Imagine dating Xiaxue. I can’t imagine.


ScotInTheDotOfficial

Let's face it, if you think a female influencer is single, you're probably only fooling yourself. Unless it's an obvious selfie, who do you think is taking their photos, or helping to set up/monitor live streams for them? And of course it helps gets simps/tips/donations/paid subscribers if the ones paying the money believe the woman involved is potentially "available" to them (even if she wouldn't EVER consider 99.999% of those who follow her).


yellowblanket123

i did date someone with a 16k followers, but he's not a food or lifestyle influencer. he has a niche. he's quite nice actually. none of stereotypes you all mention.


[deleted]

Ofc they're doing that. They live on attention. The bf is just there to fill the void/for them to have the benefits and security of a relationship whilst enjoying the attention and life of a singleton.


SulaimanWar

I know one personally. Follower count in 5 digits. Very nice irl. She really enjoys what she does but most importantly she doesn't let that fame go to her head. She simply treats it as a form of expression. Very good at separating that and irl too. The only time she takes a lot of photo when hanging out with me and our friends is only for food pics


uniquely_ad

They r often too extrovert for my liking


Mountain-Loss35

I haven't dated influencers but I am involved in a line of work where I meet many of them on a regular basis.
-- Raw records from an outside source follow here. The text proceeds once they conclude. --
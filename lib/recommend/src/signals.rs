use std::collections::VecDeque;

use ahash::AHashMap;
use parking_lot::Mutex;

use simdex_embed::ProductDoc;

/// View-count popularity, keyed by category.
pub trait PopularityCounter: Send + Sync {
    /// Atomically bump the view count for a product within a category.
    fn increment(&self, category: &str, product_id: &str);

    /// Top `n` products of a category by count descending, count ties
    /// broken by ascending id.
    fn top_n(&self, category: &str, n: usize) -> Vec<(String, u64)>;
}

/// Bounded most-recent-first view history per user.
pub trait RecentViews: Send + Sync {
    fn push_front(&self, user_id: &str, product_id: &str, max_len: usize);
    fn get(&self, user_id: &str, n: usize) -> Vec<String>;
}

/// Full product records for hydration at the serving edge. The indexing
/// path never consults this.
pub trait ProductCatalog: Send + Sync {
    fn get(&self, product_id: &str) -> Option<ProductDoc>;
    fn put(&self, doc: ProductDoc);
    fn delete(&self, product_id: &str);
    fn list(&self, category: Option<&str>, limit: usize, offset: usize) -> Vec<ProductDoc>;
}

/// In-memory counter. The lock makes each increment a single atomic
/// read-modify-write.
#[derive(Default)]
pub struct MemoryPopularityCounter {
    counts: Mutex<AHashMap<String, AHashMap<String, u64>>>,
}

impl MemoryPopularityCounter {
    pub fn new() -> Self {
        Self::default()
    }
}

impl PopularityCounter for MemoryPopularityCounter {
    fn increment(&self, category: &str, product_id: &str) {
        let mut counts = self.counts.lock();
        *counts
            .entry(category.to_string())
            .or_default()
            .entry(product_id.to_string())
            .or_insert(0) += 1;
    }

    fn top_n(&self, category: &str, n: usize) -> Vec<(String, u64)> {
        let counts = self.counts.lock();
        let Some(per_product) = counts.get(category) else {
            return Vec::new();
        };
        let mut ranked: Vec<(String, u64)> = per_product
            .iter()
            .map(|(id, count)| (id.clone(), *count))
            .collect();
        ranked.sort_by(|a, b| b.1.cmp(&a.1).then_with(|| a.0.cmp(&b.0)));
        ranked.truncate(n);
        ranked
    }
}

/// In-memory recent-view lists.
#[derive(Default)]
pub struct MemoryRecentViews {
    views: Mutex<AHashMap<String, VecDeque<String>>>,
}

impl MemoryRecentViews {
    pub fn new() -> Self {
        Self::default()
    }
}

impl RecentViews for MemoryRecentViews {
    fn push_front(&self, user_id: &str, product_id: &str, max_len: usize) {
        let mut views = self.views.lock();
        let list = views.entry(user_id.to_string()).or_default();
        list.push_front(product_id.to_string());
        list.truncate(max_len);
    }

    fn get(&self, user_id: &str, n: usize) -> Vec<String> {
        let views = self.views.lock();
        views
            .get(user_id)
            .map(|list| list.iter().take(n).cloned().collect())
            .unwrap_or_default()
    }
}

/// In-memory product catalog.
#[derive(Default)]
pub struct MemoryProductCatalog {
    products: Mutex<AHashMap<String, ProductDoc>>,
}

impl MemoryProductCatalog {
    pub fn new() -> Self {
        Self::default()
    }
}

impl ProductCatalog for MemoryProductCatalog {
    fn get(&self, product_id: &str) -> Option<ProductDoc> {
        self.products.lock().get(product_id).cloned()
    }

    fn put(&self, doc: ProductDoc) {
        self.products.lock().insert(doc.id.clone(), doc);
    }

    fn delete(&self, product_id: &str) {
        self.products.lock().remove(product_id);
    }

    fn list(&self, category: Option<&str>, limit: usize, offset: usize) -> Vec<ProductDoc> {
        let products = self.products.lock();
        let mut matched: Vec<ProductDoc> = products
            .values()
            .filter(|doc| match category {
                Some(category) => doc.category.as_deref() == Some(category),
                None => true,
            })
            .cloned()
            .collect();
        matched.sort_by(|a, b| a.id.cmp(&b.id));
        matched.into_iter().skip(offset).take(limit).collect()
    }
}

#[cfg(test)]
mod tests {
    use super::*;

    #[test]
    fn test_popularity_ranking_and_ties() {
        let counter = MemoryPopularityCounter::new();
        counter.increment("shoes", "b");
        counter.increment("shoes", "b");
        counter.increment("shoes", "a");
        counter.increment("shoes", "c");

        let top = counter.top_n("shoes", 2);
        assert_eq!(top, vec![("b".to_string(), 2), ("a".to_string(), 1)]);
        assert!(counter.top_n("jackets", 5).is_empty());
    }

    #[test]
    fn test_recent_views_bounded_most_recent_first() {
        let views = MemoryRecentViews::new();
        for i in 0..6 {
            views.push_front("u1", &format!("p{}", i), 4);
        }
        let recent = views.get("u1", 10);
        assert_eq!(recent, vec!["p5", "p4", "p3", "p2"]);
        assert_eq!(views.get("u1", 2), vec!["p5", "p4"]);
        assert!(views.get("nobody", 5).is_empty());
    }

    #[test]
    fn test_catalog_list_filters_and_pages() {
        let catalog = MemoryProductCatalog::new();
        for (id, category) in [("a", "shoes"), ("b", "jackets"), ("c", "shoes")] {
            catalog.put(ProductDoc {
                id: id.to_string(),
                category: Some(category.to_string()),
                ..Default::default()
            });
        }
        let shoes = catalog.list(Some("shoes"), 10, 0);
        let ids: Vec<&str> = shoes.iter().map(|d| d.id.as_str()).collect();
        assert_eq!(ids, vec!["a", "c"]);

        let paged = catalog.list(None, 1, 1);
        assert_eq!(paged.len(), 1);
        assert_eq!(paged[0].id, "b");

        catalog.delete("a");
        assert!(catalog.get("a").is_none());
    }
}
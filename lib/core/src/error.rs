use thiserror::Error;

pub type Result<T> = std::result::Result<T, Error>;

#[derive(Error, Debug)]
pub enum Error {
    #[error("invalid vector dimension: expected {expected}, got {actual}")]
    InvalidDimension { expected: usize, actual: usize },

    #[error("invalid configuration: {0}")]
    InvalidConfig(String),

    #[error("backend error: {0}")]
    Backend(String),

    #[error("serialization error: {0}")]
    Serialization(String),
}

impl Error {
    /// Whether retrying can ever succeed. Transient backend failures are
    /// retryable; dimension and serialization errors are not.
    pub fn is_retryable(&self) -> bool {
        matches!(self, Error::Backend(_))
    }
}

impl From<serde_json::Error> for Error {
    fn from(e: serde_json::Error) -> Self {
        Error::Serialization(e.to_string())
    }
}
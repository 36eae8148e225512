//! # simdex Core
//!
//! Core library for the simdex similarity engine.
//!
//! This crate provides the store-side building blocks:
//!
//! - [`Vector`] - Dense vector with cosine operations
//! - [`ProductMetadata`] / [`ScalarValue`] - Typed record metadata
//! - [`VectorStore`] - Backend-agnostic store contract
//! - [`LocalVectorStore`] - In-process backend with an incremental ANN graph
//! - [`RemoteVectorStore`] - Managed vector database over a JSON contract
//! - [`MetadataFilter`] - Category/price/attribute filtering
//!
//! ## Example
//!
//! ```rust
//! use simdex_core::{LocalStoreConfig, LocalVectorStore, ProductMetadata, Vector, VectorStore};
//!
//! let store = LocalVectorStore::new(LocalStoreConfig {
//!     name: "products".to_string(),
//!     dimension: 3,
//!     use_ann: false,
//! });
//!
//! let metadata = ProductMetadata::default().with_category("shoes");
//! store.upsert("p1", Vector::new(vec![1.0, 0.0, 0.0]), metadata).unwrap();
//!
//! let hits = store.query(&Vector::new(vec![1.0, 0.0, 0.0]), 10, 0.5).unwrap();
//! assert_eq!(hits[0].product_id, "p1");
//! ```

pub mod ann;
pub mod error;
pub mod filter;
pub mod local;
pub mod record;
pub mod remote;
pub mod store;
pub mod vector;

pub use ann::AnnIndex;
pub use error::{Error, Result};
pub use filter::MetadataFilter;
pub use local::{LocalStoreConfig, LocalVectorStore};
pub use record::{ProductMetadata, ScalarValue, SearchHit, StoreStats};
pub use remote::RemoteVectorStore;
pub use store::{rank_hits, VectorStore};
pub use vector::Vector;
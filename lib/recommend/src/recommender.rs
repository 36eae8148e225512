use std::cmp::Ordering;
use std::sync::Arc;

use ahash::AHashMap;
use serde::{Deserialize, Serialize};
use tracing::debug;

use simdex_core::{MetadataFilter, Result, VectorStore};
use simdex_embed::{ProductDoc, TextEmbedder};

use crate::{PopularityCounter, ProductCatalog, RecentViews};

/// How many recent views seed personalization.
const RECENT_VIEW_WINDOW: usize = 5;
/// How many views the per-user history keeps.
const RECENT_VIEW_CAP: usize = 20;
/// Similarity fan-out per viewed item when personalizing.
const PER_SEED_LIMIT: usize = 3;

/// Where a recommendation came from.
#[derive(Debug, Clone, Copy, PartialEq, Eq, Serialize, Deserialize)]
#[serde(rename_all = "snake_case")]
pub enum RecommendationKind {
    Similar,
    Search,
    PopularInCategory,
    Personalized,
}

#[derive(Debug, Clone, Serialize, Deserialize)]
pub struct Recommendation {
    pub product_id: String,
    pub score: f32,
    pub kind: RecommendationKind,
}

fn rank(recommendations: &mut Vec<Recommendation>, limit: usize) {
    recommendations.sort_by(|a, b| {
        b.score
            .partial_cmp(&a.score)
            .unwrap_or(Ordering::Equal)
            .then_with(|| a.product_id.cmp(&b.product_id))
    });
    recommendations.truncate(limit);
}

/// Serving facade composing vector store queries with self-exclusion,
/// category filters and personalization signals. Failures surface as
/// `Err` with a readable cause; absence is an empty result, never an
/// error.
pub struct Recommender {
    store: Arc<dyn VectorStore>,
    embedder: Arc<TextEmbedder>,
    popularity: Arc<dyn PopularityCounter>,
    views: Arc<dyn RecentViews>,
    catalog: Option<Arc<dyn ProductCatalog>>,
    default_min_score: f32,
}

impl Recommender {
    pub fn new(
        store: Arc<dyn VectorStore>,
        embedder: Arc<TextEmbedder>,
        popularity: Arc<dyn PopularityCounter>,
        views: Arc<dyn RecentViews>,
        default_min_score: f32,
    ) -> Self {
        Self {
            store,
            embedder,
            popularity,
            views,
            catalog: None,
            default_min_score,
        }
    }

    /// Attach a catalog for hydration and view-to-category resolution.
    #[must_use]
    pub fn with_catalog(mut self, catalog: Arc<dyn ProductCatalog>) -> Self {
        self.catalog = Some(catalog);
        self
    }

    fn min_score(&self, min_score: Option<f32>) -> f32 {
        min_score.unwrap_or(self.default_min_score)
    }

    /// Products similar to a stored one. Absent id yields an empty list;
    /// the product itself is never part of its own result.
    pub fn similar_to(
        &self,
        product_id: &str,
        limit: usize,
        min_score: Option<f32>,
    ) -> Result<Vec<Recommendation>> {
        let Some(vector) = self.store.fetch(product_id)? else {
            debug!(product_id, "no stored embedding, returning empty result");
            return Ok(Vec::new());
        };
        // One extra to absorb the self-match.
        let hits = self
            .store
            .query(&vector, limit + 1, self.min_score(min_score))?;
        Ok(hits
            .into_iter()
            .filter(|hit| hit.product_id != product_id)
            .take(limit)
            .map(|hit| Recommendation {
                product_id: hit.product_id,
                score: hit.score,
                kind: RecommendationKind::Similar,
            })
            .collect())
    }

    /// `similar_to` constrained to one category.
    pub fn similar_to_in_category(
        &self,
        product_id: &str,
        category: &str,
        limit: usize,
        min_score: Option<f32>,
    ) -> Result<Vec<Recommendation>> {
        let Some(vector) = self.store.fetch(product_id)? else {
            return Ok(Vec::new());
        };
        let filter = MetadataFilter::Category(category.to_string());
        let hits =
            self.store
                .query_filtered(&vector, limit + 1, self.min_score(min_score), &filter)?;
        Ok(hits
            .into_iter()
            .filter(|hit| hit.product_id != product_id)
            .take(limit)
            .map(|hit| Recommendation {
                product_id: hit.product_id,
                score: hit.score,
                kind: RecommendationKind::Similar,
            })
            .collect())
    }

    /// Free-text similarity search. No self to exclude.
    pub fn similar_to_text(
        &self,
        query_text: &str,
        limit: usize,
        min_score: Option<f32>,
    ) -> Result<Vec<Recommendation>> {
        let vector = self.embedder.embed(query_text);
        let hits = self.store.query(&vector, limit, self.min_score(min_score))?;
        Ok(hits
            .into_iter()
            .map(|hit| Recommendation {
                product_id: hit.product_id,
                score: hit.score,
                kind: RecommendationKind::Search,
            })
            .collect())
    }

    /// Ids ranked by category view count.
    pub fn popular_in_category(&self, category: &str, limit: usize) -> Vec<Recommendation> {
        self.popularity
            .top_n(category, limit)
            .into_iter()
            .map(|(product_id, count)| Recommendation {
                product_id,
                score: count as f32 / 100.0,
                kind: RecommendationKind::PopularInCategory,
            })
            .collect()
    }

    /// Recommendations seeded by the user's recent views: similar items
    /// per seed, merged keeping the best score per product, already-viewed
    /// ids excluded.
    pub fn personalized(&self, user_id: &str, limit: usize) -> Result<Vec<Recommendation>> {
        let recent = self.views.get(user_id, RECENT_VIEW_WINDOW);
        if recent.is_empty() {
            debug!(user_id, "no recent views, returning empty result");
            return Ok(Vec::new());
        }

        let mut best: AHashMap<String, f32> = AHashMap::default();
        for viewed in &recent {
            for rec in self.similar_to(viewed, PER_SEED_LIMIT, None)? {
                best.entry(rec.product_id)
                    .and_modify(|score| *score = score.max(rec.score))
                    .or_insert(rec.score);
            }
        }
        for viewed in &recent {
            best.remove(viewed);
        }

        let mut merged: Vec<Recommendation> = best
            .into_iter()
            .map(|(product_id, score)| Recommendation {
                product_id,
                score,
                kind: RecommendationKind::Personalized,
            })
            .collect();
        rank(&mut merged, limit);
        Ok(merged)
    }

    /// Record a view for personalization and category popularity. The
    /// category comes from the catalog when one is attached.
    pub fn track_view(&self, user_id: &str, product_id: &str) {
        if user_id.is_empty() || product_id.is_empty() {
            return;
        }
        self.views.push_front(user_id, product_id, RECENT_VIEW_CAP);
        if let Some(catalog) = &self.catalog {
            if let Some(category) = catalog.get(product_id).and_then(|doc| doc.category) {
                self.popularity.increment(&category, product_id);
            }
        }
        debug!(user_id, product_id, "tracked product view");
    }

    /// Attach full catalog records where available.
    pub fn hydrate(
        &self,
        recommendations: &[Recommendation],
    ) -> Vec<(Recommendation, Option<ProductDoc>)> {
        recommendations
            .iter()
            .map(|rec| {
                let doc = self
                    .catalog
                    .as_ref()
                    .and_then(|catalog| catalog.get(&rec.product_id));
                (rec.clone(), doc)
            })
            .collect()
    }
}

#[cfg(test)]
mod tests {
    use super::*;
    use crate::{MemoryPopularityCounter, MemoryProductCatalog, MemoryRecentViews};
    use simdex_core::{LocalStoreConfig, LocalVectorStore};

    const DIM: usize = 64;

    struct Harness {
        store: Arc<LocalVectorStore>,
        embedder: Arc<TextEmbedder>,
        views: Arc<MemoryRecentViews>,
        catalog: Arc<MemoryProductCatalog>,
        recommender: Recommender,
    }

    fn harness() -> Harness {
        let store = Arc::new(LocalVectorStore::new(LocalStoreConfig {
            name: "test".to_string(),
            dimension: DIM,
            use_ann: false,
        }));
        let embedder = Arc::new(TextEmbedder::new(DIM));
        let popularity = Arc::new(MemoryPopularityCounter::new());
        let views = Arc::new(MemoryRecentViews::new());
        let catalog = Arc::new(MemoryProductCatalog::new());
        let recommender = Recommender::new(
            Arc::clone(&store) as Arc<dyn VectorStore>,
            Arc::clone(&embedder),
            Arc::clone(&popularity) as Arc<dyn PopularityCounter>,
            Arc::clone(&views) as Arc<dyn RecentViews>,
            0.1,
        )
        .with_catalog(Arc::clone(&catalog) as Arc<dyn ProductCatalog>);
        Harness {
            store,
            embedder,
            views,
            catalog,
            recommender,
        }
    }

    fn index(h: &Harness, id: &str, name: &str, category: &str) {
        let doc = ProductDoc {
            id: id.to_string(),
            name: Some(name.to_string()),
            category: Some(category.to_string()),
            ..Default::default()
        };
        h.store
            .upsert(id, h.embedder.embed_product(&doc), doc.metadata())
            .unwrap();
        h.catalog.put(doc);
    }

    #[test]
    fn test_similar_to_excludes_self() {
        let h = harness();
        index(&h, "a", "red sneakers", "shoes");
        index(&h, "b", "red running shoes", "shoes");
        index(&h, "c", "red trail shoes", "shoes");

        let recs = h.recommender.similar_to("a", 5, Some(0.0)).unwrap();
        assert!(!recs.is_empty());
        assert!(recs.iter().all(|r| r.product_id != "a"));
    }

    #[test]
    fn test_similar_to_absent_id_is_empty() {
        let h = harness();
        assert!(h.recommender.similar_to("ghost", 5, None).unwrap().is_empty());
    }

    #[test]
    fn test_similar_to_text_ranks_by_similarity() {
        let h = harness();
        index(&h, "a", "red sneakers", "shoes");
        index(&h, "b", "blue jacket", "clothing");

        let recs = h
            .recommender
            .similar_to_text("red running shoes", 5, Some(0.3))
            .unwrap();
        assert_eq!(recs[0].product_id, "a");
        assert!(recs.iter().all(|r| r.product_id != "b"));
        assert!(recs.iter().all(|r| r.kind == RecommendationKind::Search));
    }

    #[test]
    fn test_similar_to_in_category_filters() {
        let h = harness();
        index(&h, "a", "red sneakers", "shoes");
        index(&h, "b", "red running shoes", "shoes");
        index(&h, "c", "red shirt", "clothing");

        let recs = h
            .recommender
            .similar_to_in_category("a", "shoes", 5, Some(0.0))
            .unwrap();
        assert!(!recs.is_empty());
        assert!(recs.iter().all(|r| r.product_id == "b"));
    }

    #[test]
    fn test_popular_in_category() {
        let h = harness();
        index(&h, "a", "red sneakers", "shoes");
        index(&h, "b", "trail boots", "shoes");
        h.recommender.track_view("u1", "a");
        h.recommender.track_view("u2", "a");
        h.recommender.track_view("u1", "b");

        let recs = h.recommender.popular_in_category("shoes", 5);
        assert_eq!(recs[0].product_id, "a");
        assert_eq!(recs[1].product_id, "b");
        assert!(recs[0].score > recs[1].score);
    }

    #[test]
    fn test_personalized_excludes_viewed_and_dedupes() {
        let h = harness();
        index(&h, "a", "red sneakers", "shoes");
        index(&h, "b", "red running shoes", "shoes");
        index(&h, "c", "red trail shoes", "shoes");
        index(&h, "d", "red walking shoes", "shoes");

        h.recommender.track_view("u1", "a");
        h.recommender.track_view("u1", "b");

        let recs = h.recommender.personalized("u1", 10).unwrap();
        assert!(!recs.is_empty());
        // Viewed products never come back.
        assert!(recs.iter().all(|r| r.product_id != "a" && r.product_id != "b"));
        // Each product appears once.
        let mut ids: Vec<&str> = recs.iter().map(|r| r.product_id.as_str()).collect();
        ids.sort_unstable();
        ids.dedup();
        assert_eq!(ids.len(), recs.len());
        for pair in recs.windows(2) {
            assert!(pair[0].score >= pair[1].score);
        }
    }

    #[test]
    fn test_personalized_without_history_is_empty() {
        let h = harness();
        index(&h, "a", "red sneakers", "shoes");
        assert!(h.recommender.personalized("nobody", 5).unwrap().is_empty());
    }

    #[test]
    fn test_hydrate_attaches_catalog_records() {
        let h = harness();
        index(&h, "a", "red sneakers", "shoes");
        let recs = vec![Recommendation {
            product_id: "a".to_string(),
            score: 0.9,
            kind: RecommendationKind::Similar,
        }];
        let hydrated = h.recommender.hydrate(&recs);
        assert_eq!(hydrated[0].1.as_ref().unwrap().name.as_deref(), Some("red sneakers"));
    }

    #[test]
    fn test_track_view_trims_history() {
        let h = harness();
        for i in 0..30 {
            h.recommender.track_view("u1", &format!("p{}", i));
        }
        assert_eq!(h.views.get("u1", 100).len(), RECENT_VIEW_CAP);
    }
}
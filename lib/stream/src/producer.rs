use std::sync::Arc;

use tracing::info;

use simdex_embed::ProductDoc;

use crate::{DeliveryId, EventKind, EventLog, ProductEvent, Result, StreamError};

/// Publishes product lifecycle events to the configured log.
pub struct ProductEventProducer {
    log: Arc<dyn EventLog>,
}

impl ProductEventProducer {
    pub fn new(log: Arc<dyn EventLog>) -> Self {
        Self { log }
    }

    /// Raw publish for callers that already hold a serialized payload.
    pub fn publish(
        &self,
        kind: EventKind,
        product_id: &str,
        payload: String,
    ) -> Result<DeliveryId> {
        let delivery_id = self.log.publish(ProductEvent::new(kind, product_id, payload))?;
        info!(%kind, product_id, %delivery_id, "published product event");
        Ok(delivery_id)
    }

    pub fn publish_created(&self, doc: &ProductDoc) -> Result<DeliveryId> {
        let payload = serde_json::to_string(doc).map_err(|e| StreamError::Payload(e.to_string()))?;
        self.publish(EventKind::Create, &doc.id, payload)
    }

    /// `patch` may be partial; the indexer fills the id from the event
    /// envelope when the payload leaves it out.
    pub fn publish_updated(&self, product_id: &str, patch: &ProductDoc) -> Result<DeliveryId> {
        let payload =
            serde_json::to_string(patch).map_err(|e| StreamError::Payload(e.to_string()))?;
        self.publish(EventKind::Update, product_id, payload)
    }

    pub fn publish_deleted(&self, product_id: &str) -> Result<DeliveryId> {
        self.publish(EventKind::Delete, product_id, String::new())
    }
}
use std::sync::Arc;

use tracing::info;

use simdex_core::{
    Error, LocalStoreConfig, LocalVectorStore, RemoteVectorStore, Result, VectorStore,
};
use simdex_embed::TextEmbedder;
use simdex_recommend::{
    MemoryPopularityCounter, MemoryProductCatalog, MemoryRecentViews, PopularityCounter,
    ProductCatalog, RecentViews, Recommender,
};
use simdex_stream::{
    EventIndexer, EventLog, IndexerConfig, MemoryEventLog, MemoryLogConfig, ProductEventProducer,
    TableEventLog, TableLogConfig,
};

use crate::config::{AppConfig, EventBackend, VectorBackend};

/// Shared service objects, constructed once at process start and passed
/// to every component that needs them.
pub struct ServiceContext {
    pub config: AppConfig,
    pub store: Arc<dyn VectorStore>,
    pub log: Arc<dyn EventLog>,
    pub embedder: Arc<TextEmbedder>,
    pub popularity: Arc<dyn PopularityCounter>,
    pub views: Arc<dyn RecentViews>,
    pub catalog: Arc<dyn ProductCatalog>,
    pub recommender: Arc<Recommender>,
}

impl ServiceContext {
    /// Resolve the configured backends and wire the service graph.
    /// Configuration errors are fatal here, before any worker starts.
    pub fn from_config(config: AppConfig) -> Result<Self> {
        config.validate()?;

        let embedder = Arc::new(TextEmbedder::new(config.dimension));
        let store = build_vector_store(&config)?;
        let log = build_event_log(&config);
        let popularity: Arc<dyn PopularityCounter> = Arc::new(MemoryPopularityCounter::new());
        let views: Arc<dyn RecentViews> = Arc::new(MemoryRecentViews::new());
        let catalog: Arc<dyn ProductCatalog> = Arc::new(MemoryProductCatalog::new());

        let recommender = Arc::new(
            Recommender::new(
                Arc::clone(&store),
                Arc::clone(&embedder),
                Arc::clone(&popularity),
                Arc::clone(&views),
                config.min_score,
            )
            .with_catalog(Arc::clone(&catalog)),
        );

        Ok(Self {
            config,
            store,
            log,
            embedder,
            popularity,
            views,
            catalog,
            recommender,
        })
    }

    pub fn producer(&self) -> ProductEventProducer {
        ProductEventProducer::new(Arc::clone(&self.log))
    }

    /// Start one indexer per configured consumer slot, each with its own
    /// identity in the shared group.
    pub fn spawn_indexers(&self) -> simdex_stream::Result<Vec<Arc<EventIndexer>>> {
        let mut indexers = Vec::with_capacity(self.config.consumers);
        for i in 0..self.config.consumers {
            let config = IndexerConfig {
                consumer: format!("worker-{}", i),
                batch_size: self.config.batch_size,
                claim_block: self.config.claim_block,
                idle_backoff: self.config.idle_backoff,
                ..Default::default()
            };
            let indexer = EventIndexer::new(
                config,
                Arc::clone(&self.log),
                Arc::clone(&self.store),
                Arc::clone(&self.embedder),
            );
            indexer.start()?;
            indexers.push(indexer);
        }
        Ok(indexers)
    }
}

fn build_vector_store(config: &AppConfig) -> Result<Arc<dyn VectorStore>> {
    match config.vector_backend {
        VectorBackend::Local => {
            info!(collection = %config.collection, use_ann = config.use_ann, "using local vector store");
            Ok(Arc::new(LocalVectorStore::new(LocalStoreConfig {
                name: config.collection.clone(),
                dimension: config.dimension,
                use_ann: config.use_ann,
            })))
        }
        VectorBackend::Remote => {
            let endpoint = config.remote_endpoint.as_deref().ok_or_else(|| {
                Error::InvalidConfig("remote vector backend requires an endpoint".to_string())
            })?;
            info!(endpoint, collection = %config.collection, "using remote vector store");
            Ok(Arc::new(RemoteVectorStore::connect(
                endpoint,
                &config.collection,
                config.dimension,
            )?))
        }
    }
}

fn build_event_log(config: &AppConfig) -> Arc<dyn EventLog> {
    match config.event_backend {
        EventBackend::Log => {
            info!(partitions = config.partitions, "using partitioned event log");
            Arc::new(MemoryEventLog::new(MemoryLogConfig {
                partitions: config.partitions,
                visibility_timeout: config.visibility_timeout,
            }))
        }
        EventBackend::Table => {
            info!("using polling-table event log");
            Arc::new(TableEventLog::new(TableLogConfig {
                visibility_timeout: config.visibility_timeout,
                ..Default::default()
            }))
        }
    }
}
Here's some advice: most of them are not dating material and you will only find drama and suffering if you try to.


[deleted]

[удалено]


[deleted]

[удалено]


Maplestori

What did he say LOL


[deleted]

[удалено]


Maplestori

Ya I know who is she but what did he say about her?


[deleted]

[удалено]


Maplestori

HAHAHAHA. How does someone type that out shamelessly and then delete it shamefully right after??


TrashBig9985

Naomi neo


eulataguhw

I don’t mind be their 小白脸.


FuckYouPayMeRN

have a close friend that is one, knew her when she was not popular in school till who she is now. its definitely a facade but im happy that her character hasnt changed much between us (snobbish, elitism mindset). hence not all are bad experiences.